The Accumulator, which keeps a running tally of whatever is put into it, instantly adds the new number to the old and produces a total. In a real computer, this trick is accomplished with logic circuits. Because they are electronic and thus always either “on” (1) or “off” (0), the circuits can follow absolutely the simple rules of binary addition. Incoming pulses are combined, through the logic circuits, to produce a new condition according to this scheme: 0+0 = 0, 0+1=1,1 +0=1,1+1=10. Thus, in our problem: 00001= 1 00010 = 2 00011=3 The logic circuits can carry numbers along from one column to the next, just as in decimal addition. This would have been necessary if our problem had been 00011=3 00001 =± 00100 = 4 In the Accumulator of our railroad computer, a result has been reached by this method and is held in temporary storage.

Having completed two trips, the train is now back at Box 3, where it receives the order: “Take the number now in the Accumulator and store it in Box 7.” The two-disk signal for “store” is put down at the Operations Codes turntable and the Box Address is deposited at the Box Addresses turntable. The train then proceeds via Track 7 all the way to the Operations Codes turntable, which directs it out along the Store track to the Accumulator. Here it receives what the Accumulator has accumulated, namely two red disks followed by three blue ones. The train continues down the track to the crane beside the Answer box. Here the answer is unloaded and stored in Box 7. From there the train circles back for its final instruction, provided by Box 4. This instruction reads: “Take what is in Box 7 and carry it to the Printer.” Following a now familiar pattern, the train goes to Box 7, picks up its contents and moves to the Operations turntable and out along the Print track to the Printer where another crane waits to unload its cargo.

The real thing: tapes, cores, logic units

Once our train has carried the answer to the Printer, its job is done. It remains only for the Printer to convert the final binary number into a form that the operator can read. Using a device like the Encoder (.pages 62, 63), it swiftly does just that—and prints out the number 3 (left).

How the railroad’s boxes, turntables, track loops and other equipment look in a real computer is shown at right. This is one of the newest and most versatile machines, Model 40 in IBM’s System/360 line. It is opened up to reveal its electronic components. It would have performed each of the steps in our problem in five millionths of a second.

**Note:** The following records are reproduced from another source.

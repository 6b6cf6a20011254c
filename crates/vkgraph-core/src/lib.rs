#![allow(clippy::result_large_err)]

pub mod config;
pub mod dispatch_init;
pub mod dtype;
pub mod error;
pub mod graph;
pub mod layout;
pub mod ops;
pub mod shape;
pub mod tensor;

pub use config::GraphConfig;
pub use dispatch_init::{ensure_initialized, operator_registry};
pub use dtype::DType;
pub use error::{GraphError, Result};
pub use graph::{ComputeGraph, ExecuteNode, NodeOp, Value, ValueRef};
pub use layout::{GpuMemoryLayout, IVec3};
pub use ops::registry::{OpFunction, OperatorDescriptor, OperatorRegistry, OPERATOR_REGISTRY};
pub use ops::split::{
    add_split_tensor_node, add_split_with_sizes_default_node, register_split_ops, split_tensor,
    split_with_sizes_copy_default,
};
pub use ops::utils::dim::{normalize_to_nchw_dim, NchwDim};
pub use shape::Shape;
pub use tensor::VTensor;
//! Core Graph Types and Basic Operations
//!
//! This module contains the compute graph builder: the value table operators read their
//! arguments from, and the ordered list of execute nodes they append to.

use super::node::ExecuteNode;
use super::value::{ScalarValue, Value, ValueRef};
use crate::config::GraphConfig;
use crate::dtype::DType;
use crate::error::{GraphError, Result};
use crate::layout::GpuMemoryLayout;
use crate::shape::Shape;
use crate::tensor::VTensor;

/// Graph under construction
///
/// Mutation goes through `&mut self`; callers that share a graph between threads wrap it
/// in their own lock.
#[derive(Debug, Clone, Default)]
pub struct ComputeGraph {
    config: GraphConfig,
    values: Vec<Value>,
    execute_nodes: Vec<ExecuteNode>,
}

impl ComputeGraph {
    /// Create a new empty graph
    pub fn new(config: GraphConfig) -> Self {
        Self {
            config,
            values: Vec::new(),
            execute_nodes: Vec::new(),
        }
    }

    pub fn config(&self) -> &GraphConfig {
        &self.config
    }

    fn add_value(&mut self, value: Value) -> ValueRef {
        let idx = self.values.len();
        self.values.push(value);
        idx
    }

    /// Add a tensor using the configured default memory layout
    pub fn add_tensor(&mut self, sizes: &[usize], dtype: DType) -> ValueRef {
        let layout = self.config.default_memory_layout();
        self.add_tensor_with_layout(sizes, dtype, layout)
    }

    /// Add a tensor with an explicit memory layout.
    ///
    /// A configured layout override still wins.
    pub fn add_tensor_with_layout(
        &mut self,
        sizes: &[usize],
        dtype: DType,
        layout: GpuMemoryLayout,
    ) -> ValueRef {
        let layout = self.config.memory_layout_override.unwrap_or(layout);
        let tensor = VTensor::new(Shape::from_slice(sizes), dtype, layout);
        self.add_value(Value::Tensor(tensor))
    }

    pub fn add_scalar<T: Into<Value>>(&mut self, value: T) -> ValueRef {
        self.add_value(value.into())
    }

    pub fn add_int_list(&mut self, values: Vec<i64>) -> ValueRef {
        self.add_value(Value::IntList(values))
    }

    pub fn add_value_list(&mut self, refs: Vec<ValueRef>) -> ValueRef {
        self.add_value(Value::ValueList(refs))
    }

    pub fn add_none(&mut self) -> ValueRef {
        self.add_value(Value::None)
    }

    /// Number of values held by the graph
    pub fn num_values(&self) -> usize {
        self.values.len()
    }

    pub fn get_value(&self, idx: ValueRef) -> Result<&Value> {
        self.values
            .get(idx)
            .ok_or_else(|| GraphError::invalid_value_ref("get_value", idx, self.values.len()))
    }

    pub fn get_tensor(&self, idx: ValueRef) -> Result<&VTensor> {
        match self.get_value(idx)? {
            Value::Tensor(tensor) => Ok(tensor),
            other => Err(GraphError::value_type_mismatch(
                "get_tensor",
                idx,
                "tensor",
                other.type_name(),
            )),
        }
    }

    pub fn get_value_list(&self, idx: ValueRef) -> Result<&[ValueRef]> {
        match self.get_value(idx)? {
            Value::ValueList(refs) => Ok(refs),
            other => Err(GraphError::value_type_mismatch(
                "get_value_list",
                idx,
                "value_list",
                other.type_name(),
            )),
        }
    }

    pub fn get_int_list(&self, idx: ValueRef) -> Result<&[i64]> {
        match self.get_value(idx)? {
            Value::IntList(values) => Ok(values),
            other => Err(GraphError::value_type_mismatch(
                "get_int_list",
                idx,
                "int_list",
                other.type_name(),
            )),
        }
    }

    /// Read a scalar argument, e.g. `graph.extract_scalar::<i64>(dim_ref)`
    pub fn extract_scalar<T: ScalarValue>(&self, idx: ValueRef) -> Result<T> {
        let value = self.get_value(idx)?;
        log::trace!("extract_scalar: value {} is {}", idx, value.type_name());
        T::from_value(value).ok_or_else(|| {
            GraphError::value_type_mismatch("extract_scalar", idx, T::TYPE_NAME, value.type_name())
        })
    }

    /// Label for the next node created from `kernel_name`
    pub fn next_node_label(&self, kernel_name: &str) -> String {
        format!(
            "{}::{}#{}",
            self.config.node_label_prefix,
            kernel_name,
            self.execute_nodes.len()
        )
    }

    /// Append a single prepared node, assigning its label
    pub fn append_node(&mut self, mut node: ExecuteNode) {
        node.label = self.next_node_label(&node.kernel_name);
        if self.config.log_node_creation {
            log::debug!(
                "Appending node '{}' (kernel {}, workgroup {}, reads {:?}, writes {:?})",
                node.label,
                node.kernel_name,
                node.global_workgroup_size,
                node.reads(),
                node.writes(),
            );
        }
        self.execute_nodes.push(node);
    }

    /// Append prepared nodes in order.
    ///
    /// Operators prepare every node first and append them in one call, so a failed
    /// preparation never leaves a partial set of nodes behind.
    pub fn append_nodes(&mut self, nodes: Vec<ExecuteNode>) {
        self.execute_nodes.reserve(nodes.len());
        for node in nodes {
            self.append_node(node);
        }
    }

    pub fn execute_nodes(&self) -> &[ExecuteNode] {
        &self.execute_nodes
    }

    pub fn node_count(&self) -> usize {
        self.execute_nodes.len()
    }
}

At the upper right is the control panel, which enables the operator to alter the program, interrupt the computer if need be or request progress reports on his problem. The typewriter console at top left can print out such reports and also provide additional access to the computer. Actually, Model 40 can take on the problems of 63 separate operators, provided each has his own device for communicating with the machine. These devices can be in the next county, the next state—or another country, for that matter.

Unlike our model railroad, which had a single group of boxes in its Memory section, Model 40 has two areas where massive amounts of information can be stored. One chassis, shown at lower right, holds permanent instructions. A second, appearing above and to the left, contains data and instructions for any specific program being run.

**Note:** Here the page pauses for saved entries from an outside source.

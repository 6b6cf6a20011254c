/// Operator Registry for vkgraph
///
/// Maps framework operator names (e.g. `aten.split.Tensor`) to the functions that lower
/// them into graph nodes. A registry can be built per context with [`OperatorRegistry::new`],
/// or the process-wide [`OPERATOR_REGISTRY`] can be used once `dispatch_init` has run.
use crate::error::{GraphError, Result};
use crate::graph::{ComputeGraph, ValueRef};
use std::collections::HashMap;
use std::sync::{Arc, PoisonError, RwLock};

/// Signature shared by every operator: the graph and the operator's positional arguments
pub type OpFunction = fn(&mut ComputeGraph, &[ValueRef]) -> Result<()>;

/// Operator metadata
#[derive(Debug, Clone, PartialEq, Eq)]
pub struct OperatorDescriptor {
    /// Framework operator name
    pub name: String,
    /// Category, e.g. "indexing", "copy"
    pub category: String,
    /// Expected number of positional arguments, if fixed
    pub num_args: Option<usize>,
}

impl OperatorDescriptor {
    pub fn new(name: impl Into<String>, category: impl Into<String>) -> Self {
        Self {
            name: name.into(),
            category: category.into(),
            num_args: None,
        }
    }

    pub fn with_num_args(mut self, num_args: usize) -> Self {
        self.num_args = Some(num_args);
        self
    }
}

struct RegisteredOperator {
    descriptor: OperatorDescriptor,
    function: OpFunction,
}

/// Name-keyed table of operators
pub struct OperatorRegistry {
    operators: Arc<RwLock<HashMap<String, RegisteredOperator>>>,
}

impl Default for OperatorRegistry {
    fn default() -> Self {
        Self::new()
    }
}

impl OperatorRegistry {
    /// Create an empty registry
    pub fn new() -> Self {
        Self {
            operators: Arc::new(RwLock::new(HashMap::new())),
        }
    }

    /// Register an operator under its descriptor's name
    pub fn register_op(&self, descriptor: OperatorDescriptor, function: OpFunction) -> Result<()> {
        let mut ops = self.operators.write().unwrap_or_else(PoisonError::into_inner);

        if ops.contains_key(&descriptor.name) {
            return Err(GraphError::duplicate_operator(&descriptor.name));
        }

        log::debug!(
            "Registering operator '{}' ({})",
            descriptor.name,
            descriptor.category
        );
        ops.insert(
            descriptor.name.clone(),
            RegisteredOperator {
                descriptor,
                function,
            },
        );
        Ok(())
    }

    pub fn has_op(&self, name: &str) -> bool {
        let ops = self.operators.read().unwrap_or_else(PoisonError::into_inner);
        ops.contains_key(name)
    }

    /// Look up the function registered under `name`
    pub fn get_op(&self, name: &str) -> Result<OpFunction> {
        let ops = self.operators.read().unwrap_or_else(PoisonError::into_inner);
        ops.get(name)
            .map(|op| op.function)
            .ok_or_else(|| GraphError::unknown_operator(name))
    }

    pub fn get_descriptor(&self, name: &str) -> Option<OperatorDescriptor> {
        let ops = self.operators.read().unwrap_or_else(PoisonError::into_inner);
        ops.get(name).map(|op| op.descriptor.clone())
    }

    /// Lower the operator `name` into `graph`.
    ///
    /// The argument count is checked against the descriptor before the operator runs.
    pub fn invoke(&self, name: &str, graph: &mut ComputeGraph, args: &[ValueRef]) -> Result<()> {
        let (function, num_args) = {
            let ops = self.operators.read().unwrap_or_else(PoisonError::into_inner);
            let op = ops.get(name).ok_or_else(|| GraphError::unknown_operator(name))?;
            (op.function, op.descriptor.num_args)
        };

        if let Some(expected) = num_args {
            if args.len() != expected {
                return Err(GraphError::argument_count(name, expected, args.len()));
            }
        }

        function(graph, args)
    }

    /// Names of all registered operators, sorted
    pub fn list_ops(&self) -> Vec<String> {
        let ops = self.operators.read().unwrap_or_else(PoisonError::into_inner);
        let mut names: Vec<String> = ops.keys().cloned().collect();
        names.sort();
        names
    }
}

/// Register an operator, propagating registration errors with `?`
#[macro_export]
macro_rules! register_operator {
    ($registry:expr, $name:expr, $category:expr, args: $num_args:expr, $func:expr) => {
        $registry.register_op(
            $crate::ops::registry::OperatorDescriptor::new($name, $category)
                .with_num_args($num_args),
            $func,
        )?
    };
    ($registry:expr, $name:expr, $category:expr, $func:expr) => {
        $registry.register_op($crate::ops::registry::OperatorDescriptor::new($name, $category), $func)?
    };
}

use lazy_static::lazy_static;

lazy_static! {
    /// Process-wide operator registry, populated by `dispatch_init`
    pub static ref OPERATOR_REGISTRY: OperatorRegistry = OperatorRegistry::new();
}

The permanent instructions handle operational procedures likely to come up no matter what the problem: addition, subtraction, finding the square root of a number, and so on. When one of these instructions is encountered in a program, the machine switches automatically to it to determine how to proceed. These instructions are encoded on wire-laced plastic tapes laid one on top of the other in a cartridge (bottom right). The wiring runs down each tape in vertical columns, and locations along the network are either “on” or “off.” When one of these tapes is called on, the “ons” and “offs” are read in sequence, and an instruction is produced.

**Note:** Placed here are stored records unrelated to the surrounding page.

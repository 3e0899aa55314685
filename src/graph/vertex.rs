/// Index of a vertex, which is essentially `usize`.
///
/// Vertices of a graph with `n` vertices are always `VertexId(0)` up to `VertexId(n - 1)`.
/// Removing a vertex shifts every higher index down by one.
#[derive(Debug, Clone, Copy, Eq, PartialEq, PartialOrd, Ord, Hash)]
pub struct VertexId(pub usize);

impl VertexId {
    pub fn to_raw(&self) -> usize {
        self.0
    }

    /// Iterates over all vertices of a graph with `vertex_size` vertices.
    pub fn iter_all(vertex_size: usize) -> impl Iterator<Item = VertexId> {
        (0..vertex_size).map(VertexId)
    }
}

For the storage of data and program instructions, a different system is used, comparable to the memory boxes of our model train. Its basic device is the magnetic core, a ring of ferrite 3/100ths of an inch in diameter (right).

Cores can be magnetized in either a clockwise or a counterclockwise direction—again the equivalent of the “on-off” or 1 – 0 binary notation. The cores are strung on frames by pairs of wires that intersect each core at right angles, giving the completed frame (or core plane) the appearance of an ambitious exercise in bead-stringing. Each of the 33,280 cores in a plane has its own “address,” determined by the two wires that intersect it like coordinates on a map. Nine core planes are stacked one on top of the other to form a core array.

There is in the first core plane, therefore, one core that is identified by a particular set of coordinates. There is another core at the same two coordinates in the second plane and one in each plane through the ninth. A reading of the stack’s nine similarly identified cores forms a nine-bit unit of information.

When information is being put into the stack, the direction of the current flow in any pair of intersecting wires sets which way that particular core is magnetized. A third strand, called a sensing wire, is woven through every core in a plane. These wires report on the magnetic state of cores when information is being taken out of the stack. The whole operation is incredibly fast: the sensing wires announce the “off-on” state of cores at the rate of 6,400 every thousandth of a second.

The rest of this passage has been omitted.